Le secteur du riz du Guyana a été témoin d'une reprise remarquable alimentée par une combinaison d'initiatives stratégiques.
Des efforts rigoureux pour étendre les marchés d'exportation couplés à un soutien financier substantiel et à des mesures d'allégement en temps opportun ont relancé l'industrie ainsi qu'une transformation stimulée à travers la chaîne de valeur.
Le ministre de l'Agriculture, Zulfikar Mustapha, a une fois de plus souligné la volonté continue du gouvernement d'inverser les dommages infligés au secteur de 2015 à 2020.
Il a appelé l'hypocrisie de l'opposition en déclarant le soutien de l'industrie du riz lorsque ce secteur même s'est vu refuser un soutien critique pendant son mandat et décrit comme «une entreprise privée».
Lors d'une interview avec le Département de l'information publique (DPI) le dimanche, Le ministre a déclaré que la Coalition APNU + AFC avait promis une série de mesures dans son manifeste 2015, qui ont toutes entraîné une défaillance.

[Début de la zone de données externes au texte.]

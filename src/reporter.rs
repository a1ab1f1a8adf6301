//! Reporting
//!
//! Every executed unit (a step, a scenario's execution pass, a failing hook)
//! produces one [`Example`]: the invocation record. Reporters receive
//! `started/passed/pending/failed` notifications through a [`ReporterHub`],
//! which drops notifications and skips counting while the current
//! visibility mode is `silence`.

use std::io;
use std::rc::Rc;
use std::time::Duration;
use serde::Serialize;
use crate::engine::ScenarioReport;
use crate::error::ErrorKind;
use crate::model::{Feature, Scenario};
use crate::visibility::{OutputStack, StubBuffer};

/// Outcome of an executed unit
#[derive(Debug, Clone, Copy, PartialEq, Eq, Serialize)]
#[serde(rename_all = "lowercase")]
pub enum Status {
    Passed,
    Pending,
    Failed,
}

impl Status {
    /// Wording used in dependency messages ("... which failed")
    pub fn result_text(self) -> &'static str {
        match self {
            Status::Passed => "passed",
            Status::Pending => "is pending",
            Status::Failed => "failed",
        }
    }
}

/// What kind of unit an example stands for
#[derive(Debug, Clone, Copy, PartialEq, Eq, Serialize)]
#[serde(rename_all = "lowercase")]
pub enum UnitKind {
    /// A single background or scenario step
    Step,
    /// A scenario's execution pass
    Scenario,
    /// A before/after hook
    Hook,
}

/// Identity of a unit, known before it runs
#[derive(Debug, Clone, PartialEq, Eq, Serialize)]
pub struct Unit {
    pub kind: UnitKind,
    /// Short description, e.g. `-> Given a step`
    pub description: String,
    /// Feature and scenario names followed by the description
    pub full_description: String,
    pub feature: String,
    pub scenario: String,
    pub file_path: String,
    pub line: usize,
    /// `file:line in step `text'`
    pub caller: String,
}

/// Failure payload of a failed example
#[derive(Debug, Clone, PartialEq, Eq, Serialize)]
pub struct Failure {
    pub message: String,
    pub backtrace: Vec<String>,
}

/// Invocation record: one per executed unit, immutable once built
#[derive(Debug, Clone, Serialize)]
pub struct Example {
    #[serde(flatten)]
    pub unit: Unit,
    pub status: Status,
    #[serde(serialize_with = "serialize_secs")]
    pub run_time: Duration,
    #[serde(skip_serializing_if = "Option::is_none")]
    pub pending_message: Option<String>,
    #[serde(skip_serializing_if = "Option::is_none")]
    pub failure: Option<Failure>,
    /// Why the unit did not pass
    #[serde(skip)]
    pub error_kind: Option<ErrorKind>,
}

impl Example {
    pub fn passed(unit: Unit, run_time: Duration) -> Self {
        Self {
            unit,
            status: Status::Passed,
            run_time,
            pending_message: None,
            failure: None,
            error_kind: None,
        }
    }

    pub fn pending(unit: Unit, message: impl Into<String>, kind: ErrorKind, run_time: Duration) -> Self {
        Self {
            unit,
            status: Status::Pending,
            run_time,
            pending_message: Some(message.into()),
            failure: None,
            error_kind: Some(kind),
        }
    }

    pub fn failed(unit: Unit, failure: Failure, kind: ErrorKind, run_time: Duration) -> Self {
        Self {
            unit,
            status: Status::Failed,
            run_time,
            pending_message: None,
            failure: Some(failure),
            error_kind: Some(kind),
        }
    }

    pub fn description(&self) -> &str {
        &self.unit.description
    }

    /// Pending reason or failure message
    pub fn message(&self) -> Option<&str> {
        self.pending_message
            .as_deref()
            .or_else(|| self.failure.as_ref().map(|f| f.message.as_str()))
    }

    /// Whether this example was never attempted because an earlier step stalled
    pub fn is_dependency_pending(&self) -> bool {
        self.error_kind.map_or(false, |k| k.is_dependency())
    }
}

fn serialize_secs<S: serde::Serializer>(d: &Duration, s: S) -> Result<S::Ok, S::Error> {
    s.serialize_f64(d.as_secs_f64())
}

/// Counts of visible examples
#[derive(Debug, Clone, Copy, Default, PartialEq, Eq, Serialize)]
pub struct Summary {
    pub examples: usize,
    pub failures: usize,
    pub pending: usize,
    #[serde(serialize_with = "serialize_secs")]
    pub duration: Duration,
}

impl Summary {
    /// e.g. `14 examples, 1 failure, 6 pending`
    pub fn line(&self) -> String {
        let mut line = format!(
            "{} {}, {} {}",
            self.examples,
            plural(self.examples, "example"),
            self.failures,
            plural(self.failures, "failure"),
        );
        if self.pending > 0 {
            line.push_str(&format!(", {} pending", self.pending));
        }
        line
    }
}

fn plural(n: usize, word: &str) -> String {
    if n == 1 {
        word.to_string()
    } else {
        format!("{}s", word)
    }
}

/// Host reporter capability.
///
/// Formatters implement this; only visible units reach it.
pub trait Reporter {
    fn feature_started(&mut self, _feature: &Feature) -> io::Result<()> {
        Ok(())
    }

    fn scenario_started(&mut self, _feature: &Feature, _scenario: &Scenario) -> io::Result<()> {
        Ok(())
    }

    fn example_started(&mut self, _unit: &Unit) -> io::Result<()> {
        Ok(())
    }

    fn example_passed(&mut self, example: &Example) -> io::Result<()>;

    fn example_pending(&mut self, example: &Example) -> io::Result<()>;

    fn example_failed(&mut self, example: &Example) -> io::Result<()>;

    /// Scenario-level outcome, reported once per scenario
    fn scenario_finished(&mut self, _report: &ScenarioReport) -> io::Result<()> {
        Ok(())
    }

    fn dump_summary(&mut self, summary: &Summary) -> io::Result<()>;

    /// Step stubs for undefined steps; called after `dump_summary`, only when non-empty
    fn dump_stubs(&mut self, _stubs: &[String]) -> io::Result<()> {
        Ok(())
    }

    /// Called last; document formatters write their output here
    fn close(&mut self) -> io::Result<()> {
        Ok(())
    }

    /// Whether this reporter honours silent units
    fn supports_visibility(&self) -> bool {
        true
    }
}

/// Fans notifications out to reporters, honouring the visibility stack
pub struct ReporterHub {
    reporters: Vec<Box<dyn Reporter>>,
    stack: Rc<OutputStack>,
    stubs: StubBuffer,
    summary: Summary,
}

impl ReporterHub {
    pub fn new(reporters: Vec<Box<dyn Reporter>>, generate_step_stubs: bool) -> Self {
        let stack = if reporters.iter().all(|r| r.supports_visibility()) {
            OutputStack::new()
        } else {
            tracing::debug!("reporter without visibility support; every unit is visible");
            OutputStack::always_visible()
        };
        Self {
            reporters,
            stack: Rc::new(stack),
            stubs: StubBuffer::new(generate_step_stubs),
            summary: Summary::default(),
        }
    }

    /// A hub with no reporters; still counts and buffers stubs
    pub fn silent(generate_step_stubs: bool) -> Self {
        Self::new(Vec::new(), generate_step_stubs)
    }

    pub fn add_reporter(&mut self, reporter: Box<dyn Reporter>) {
        if !reporter.supports_visibility() {
            self.stack = Rc::new(OutputStack::always_visible());
        }
        self.reporters.push(reporter);
    }

    /// The run's visibility stack
    pub fn visibility(&self) -> Rc<OutputStack> {
        Rc::clone(&self.stack)
    }

    pub fn currently_visible(&self) -> bool {
        self.stack.currently_visible()
    }

    pub fn summary(&self) -> Summary {
        self.summary
    }

    pub fn stubs(&self) -> &StubBuffer {
        &self.stubs
    }

    pub fn record_stub(&mut self, description: &str) {
        self.stubs.record(description);
    }

    fn each(&mut self, what: &str, mut f: impl FnMut(&mut Box<dyn Reporter>) -> io::Result<()>) {
        for reporter in &mut self.reporters {
            if let Err(e) = f(reporter) {
                tracing::warn!(notification = what, error = %e, "reporter failed to write");
            }
        }
    }

    // Group headers are not units; they are always forwarded.
    pub fn feature_started(&mut self, feature: &Feature) {
        self.each("feature_started", |r| r.feature_started(feature));
    }

    pub fn scenario_started(&mut self, feature: &Feature, scenario: &Scenario) {
        self.each("scenario_started", |r| r.scenario_started(feature, scenario));
    }

    pub fn scenario_finished(&mut self, report: &ScenarioReport) {
        self.each("scenario_finished", |r| r.scenario_finished(report));
    }

    pub fn example_started(&mut self, unit: &Unit) {
        if self.currently_visible() {
            self.each("example_started", |r| r.example_started(unit));
        }
    }

    /// Report a finished example according to its status
    pub fn example_finished(&mut self, example: &Example) {
        if !self.currently_visible() {
            return;
        }
        self.summary.examples += 1;
        match example.status {
            Status::Passed => self.each("example_passed", |r| r.example_passed(example)),
            Status::Pending => {
                self.summary.pending += 1;
                self.each("example_pending", |r| r.example_pending(example));
            }
            Status::Failed => {
                self.summary.failures += 1;
                self.each("example_failed", |r| r.example_failed(example));
            }
        }
    }

    /// Summary first, then buffered stubs, then close every reporter
    pub fn finish(&mut self, duration: Duration) -> Summary {
        self.summary.duration = duration;
        let summary = self.summary;
        self.each("dump_summary", |r| r.dump_summary(&summary));
        if let Some(stubs) = self.stubs.flush() {
            self.each("dump_stubs", |r| r.dump_stubs(&stubs));
        }
        self.each("close", |r| r.close());
        summary
    }
}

Il a déclaré que le gouvernement précédent n'avait pas démontré au peuple du pays les fonctions d'un gouvernement efficace. Cela est évident dans le manque d'investissement dans la production de paddy de graines et la promesse de restructurer le Guyana Rice Development Board (GRDB) qui ne s'est jamais concrétisé.
«Aucun effort n'a été fait pour récupérer le paiement exceptionnel pour le riz vendu au Panama. Après six ans, la dette panaméenne a été payée pour un montant de 1,5 milliard de dollars. Cela a entraîné la fermeture de sept usines de riz. Ils ont dit qu'ils accorderaient une attention particulière à l'augmentation des rendements, mais ils ont arrêté la journée sur le terrain des agriculteurs et ont abandonné le programme de gestion des paddy », a-t-il déclaré.
De plus, le gouvernement de la coalition a ajouté des impôts à des intrants cruciaux, en plaçant des charges financières importantes aux agriculteurs.
« L'accord de riz de Petrocarbie avec le Venezuela s'est effondré sous l'administration APNU – après neuf ans, le gouvernement PPP / C a payé 27 agriculteurs et cinq milleurs 437 millions de dollars en paiements en cours en 2024 », a révélé le ministre.
En plus de la suppression de la taxe sur la valeur ajoutée (TVA) sur les machines, les agrochimiques, les engrais et les pesticides, le gouvernement a alloué plus de 1,8 milliard de dollars aux agriculteurs de 2022 à 2024. 2 milliards de dollars supplémentaires seront distribués à ces agriculteurs en tant que subvention des fertilisants cette année.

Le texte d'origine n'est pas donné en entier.